Генерал не жил затворником и время от времени выходил в свет. Он был молод, красив, неотразим в глазах слабого пола и повсюду, где появлялся, обращал на себя повышенное внимание. Мадам Шастенэй, встретив Бернадота на приёме у Барраса, следующим образом описала его в своих воспоминаниях: "Статная фигура со смоляными волосами, ослепительная улыбка и никакого проблеска острого ума. Он был мужчиной, которого, встретив на приёме, нельзя было не заметить и о котором нельзя было не спросить, кто это".
Насчёт острого ума мадам Шастенэй явно ошиблась: беарнец за словом в карман никогда не лез. Просто она ожидала от него, по всей видимости, шутовского остроумия, который был так в ходу в тогдашних светских салонах.

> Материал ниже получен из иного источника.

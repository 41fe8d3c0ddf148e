//! Gauge pointer animation.
//!
//! The stepper is pure; frames are requested through a [`FrameScheduler`]
//! so the browser host can plug in `requestAnimationFrame` and tests can
//! drive frames by hand.

use crate::pipeline::render;
use crate::registry::ChartRegistry;
use std::collections::VecDeque;
use viz_core::{ChartId, GaugeAnimationConfig};

/// Pointer value moving from the range minimum toward the dataset value
#[derive(Debug, Clone, Copy, PartialEq)]
pub struct GaugeAnimation {
    pub rating: f64,
    pub target: f64,
    /// Rating units per frame
    pub speed: f64,
    /// Speed gained per frame
    pub acceleration: f64,
    pub done: bool,
    /// Load revision this animation belongs to
    pub revision: u64,
}

impl GaugeAnimation {
    pub fn start(from: f64, target: f64, config: &GaugeAnimationConfig, revision: u64) -> Self {
        let movable = config.speed.is_finite() && config.speed > 0.0;
        let done = from == target || !movable || !from.is_finite() || !target.is_finite();
        Self {
            rating: if done { target } else { from },
            target,
            speed: config.speed,
            acceleration: config.acceleration.max(0.0),
            done,
            revision,
        }
    }
}

/// Advance by `dt` frames. Never overshoots: the last step lands on the target.
pub fn step(animation: GaugeAnimation, dt: f64) -> GaugeAnimation {
    if animation.done {
        return animation;
    }

    let distance = animation.target - animation.rating;
    let travel = animation.speed * dt.max(0.0);
    if travel >= distance.abs() {
        return GaugeAnimation {
            rating: animation.target,
            done: true,
            ..animation
        };
    }

    GaugeAnimation {
        rating: animation.rating + travel * distance.signum(),
        speed: animation.speed + animation.acceleration * dt.max(0.0),
        ..animation
    }
}

// ============================================================================
// STRATEGY PATTERN: FrameScheduler Trait
// ============================================================================

/// Source of animation frames
pub trait FrameScheduler {
    /// Ask for one more frame for `id` at load `revision`
    fn request_frame(&mut self, id: ChartId, revision: u64);
}

/// Queue of requested frames, drained by the caller
#[derive(Debug, Default)]
pub struct ManualScheduler {
    pending: VecDeque<(ChartId, u64)>,
}

impl ManualScheduler {
    pub fn new() -> Self {
        Self::default()
    }

    pub fn next(&mut self) -> Option<(ChartId, u64)> {
        self.pending.pop_front()
    }

    pub fn len(&self) -> usize {
        self.pending.len()
    }

    pub fn is_empty(&self) -> bool {
        self.pending.is_empty()
    }
}

impl FrameScheduler for ManualScheduler {
    fn request_frame(&mut self, id: ChartId, revision: u64) {
        self.pending.push_back((id, revision));
    }
}

#[derive(Debug, Clone, Copy, PartialEq, Eq)]
pub enum FrameOutcome {
    /// Frame drawn, another one requested
    Applied,
    /// Pointer reached its target
    Finished,
    /// A newer load replaced the animation
    Stale,
    /// Instance no longer registered
    Disposed,
}

/// Request the first frame if the instance has a running animation
pub fn schedule_animation(registry: &ChartRegistry, id: ChartId, scheduler: &mut dyn FrameScheduler) -> bool {
    match registry.get(id) {
        Some(state) if state.is_animating() => {
            scheduler.request_frame(id, state.revision);
            true
        }
        _ => false,
    }
}

/// Apply one frame: step the pointer, redraw, and request the next frame
pub fn run_frame(
    registry: &mut ChartRegistry,
    id: ChartId,
    revision: u64,
    dt: f64,
    scheduler: &mut dyn FrameScheduler,
) -> FrameOutcome {
    let Some((state, interaction)) = registry.split_mut(id) else {
        tracing::debug!(chart = %id, "frame for disposed chart dropped");
        return FrameOutcome::Disposed;
    };

    if state.revision != revision {
        tracing::trace!(chart = %id, revision, current = state.revision, "stale frame dropped");
        return FrameOutcome::Stale;
    }

    let Some(animation) = state.animation else {
        return FrameOutcome::Stale;
    };
    if animation.done {
        return FrameOutcome::Finished;
    }

    let next = step(animation, dt);
    state.animation = Some(next);
    render(state, interaction);

    if next.done {
        tracing::debug!(chart = %id, rating = next.rating, "gauge animation finished");
        FrameOutcome::Finished
    } else {
        scheduler.request_frame(id, revision);
        FrameOutcome::Applied
    }
}

#[cfg(test)]
mod tests {
    use super::*;
    use crate::reactor::apply_dataset;
    use proptest::prelude::*;
    use serde_json::json;
    use viz_core::{ChartKind, RawDataset};

    fn config(speed: f64, acceleration: f64) -> GaugeAnimationConfig {
        GaugeAnimationConfig {
            enabled: true,
            speed,
            acceleration,
        }
    }

    #[test]
    fn test_step_accelerates_and_lands_on_target() {
        let mut animation = GaugeAnimation::start(0.0, 5.0, &config(1.0, 0.5), 0);
        animation = step(animation, 1.0);
        assert_eq!(animation.rating, 1.0);
        assert_eq!(animation.speed, 1.5);
        animation = step(animation, 1.0);
        assert_eq!(animation.rating, 2.5);
        animation = step(animation, 1.0);
        assert_eq!(animation.rating, 4.5);
        animation = step(animation, 1.0);
        assert_eq!(animation.rating, 5.0);
        assert!(animation.done);
        assert_eq!(step(animation, 1.0), animation);
    }

    #[test]
    fn test_step_moves_downward() {
        let animation = step(GaugeAnimation::start(10.0, 4.0, &config(2.0, 0.0), 0), 1.0);
        assert_eq!(animation.rating, 8.0);
    }

    #[test]
    fn test_start_without_speed_is_done() {
        let animation = GaugeAnimation::start(0.0, 3.0, &config(0.0, 1.0), 0);
        assert!(animation.done);
        assert_eq!(animation.rating, 3.0);
    }

    #[test]
    fn test_run_frame_until_finished() {
        let mut registry = ChartRegistry::new();
        let config = json!({ "animation": { "speed": 1.0, "acceleration": 0.0 } });
        let dataset = json!({ "value": 3, "series": [{ "from": 0, "to": 5 }] });
        let id = registry.create(ChartKind::Gauge, &config, dataset, None, None).unwrap();

        let mut scheduler = ManualScheduler::new();
        assert!(schedule_animation(&registry, id, &mut scheduler));

        let mut outcomes = Vec::new();
        while let Some((id, revision)) = scheduler.next() {
            outcomes.push(run_frame(&mut registry, id, revision, 1.0, &mut scheduler));
        }
        assert_eq!(
            outcomes,
            vec![FrameOutcome::Applied, FrameOutcome::Applied, FrameOutcome::Finished]
        );
        assert_eq!(registry.get(id).unwrap().rating(), Some(3.0));
    }

    #[test]
    fn test_reload_supersedes_frames() {
        let mut registry = ChartRegistry::new();
        let dataset = json!({ "value": 3, "series": [{ "from": 0, "to": 5 }] });
        let id = registry.create(ChartKind::Gauge, &json!({}), dataset, None, None).unwrap();
        let old_revision = registry.get(id).unwrap().revision;

        let reload = json!({ "value": 4, "series": [{ "from": 0, "to": 5 }] });
        apply_dataset(&mut registry, id, RawDataset::Json(reload)).unwrap();

        let mut scheduler = ManualScheduler::new();
        let outcome = run_frame(&mut registry, id, old_revision, 1.0, &mut scheduler);
        assert_eq!(outcome, FrameOutcome::Stale);
        assert!(scheduler.is_empty());
    }

    #[test]
    fn test_frame_after_dispose() {
        let mut registry = ChartRegistry::new();
        let dataset = json!({ "value": 3, "series": [{ "from": 0, "to": 5 }] });
        let id = registry.create(ChartKind::Gauge, &json!({}), dataset, None, None).unwrap();
        registry.dispose(id);

        let mut scheduler = ManualScheduler::new();
        assert_eq!(run_frame(&mut registry, id, 0, 1.0, &mut scheduler), FrameOutcome::Disposed);
    }

    proptest! {
        #[test]
        fn prop_stepper_never_overshoots(
            from in -100.0f64..100.0,
            target in -100.0f64..100.0,
            speed in 0.01f64..10.0,
            acceleration in 0.0f64..2.0,
        ) {
            let mut animation = GaugeAnimation::start(from, target, &config(speed, acceleration), 0);
            let (low, high) = (from.min(target), from.max(target));
            for _ in 0..100_000 {
                if animation.done {
                    break;
                }
                animation = step(animation, 1.0);
                prop_assert!(animation.rating >= low && animation.rating <= high);
            }
            prop_assert!(animation.done);
            prop_assert_eq!(animation.rating, target);
        }
    }
}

Лето 1798 года прошло в интенсивных ухаживаниях за 20-летней дочерью богатого марсельского купца Франсуа Клари, торговавшего шёлковыми тканями и мылом, и его супруги Франсуаз-Роз, урождённой Сони. Ф. Клари умер в январе 1794 года, а в августе того же года довольно удачно вышла замуж его первая дочь Жюли: её мужем оказался старший брат Наполеона Жозеф, фактически спасший всю семью Клари от революционного террора.
Жозеф Бонапарт (1768–1844), как пишет Венкер-Вильдберг, человек "безобидный, добродушный, с посредственным характером, лишённый военного тщеславия", благодаря связям (младший Робеспьер. Саличетти, Рикорд) выдвинулся в первые ряды "революционеров" и приехал в Марсель в качестве военного комиссара Республики наводить "революционный" порядок. Как и все "новые" люди, он употребил свою власть в целях личного обогащения и скоро превратился в одного из самых богатых людей Франции. Он буквально вытащил свою семью из нищеты и в определённой степени проложил дорогу для карьеры младшим братьям: Наполеону и Люсьену (1775–1840). Бернадот познакомился с Жозефом в Италии, после того как тот, посол Республики в Папской области, т. е. Риме, спасаясь от восставших его жителей, бежал под крыло французской армии в Милане.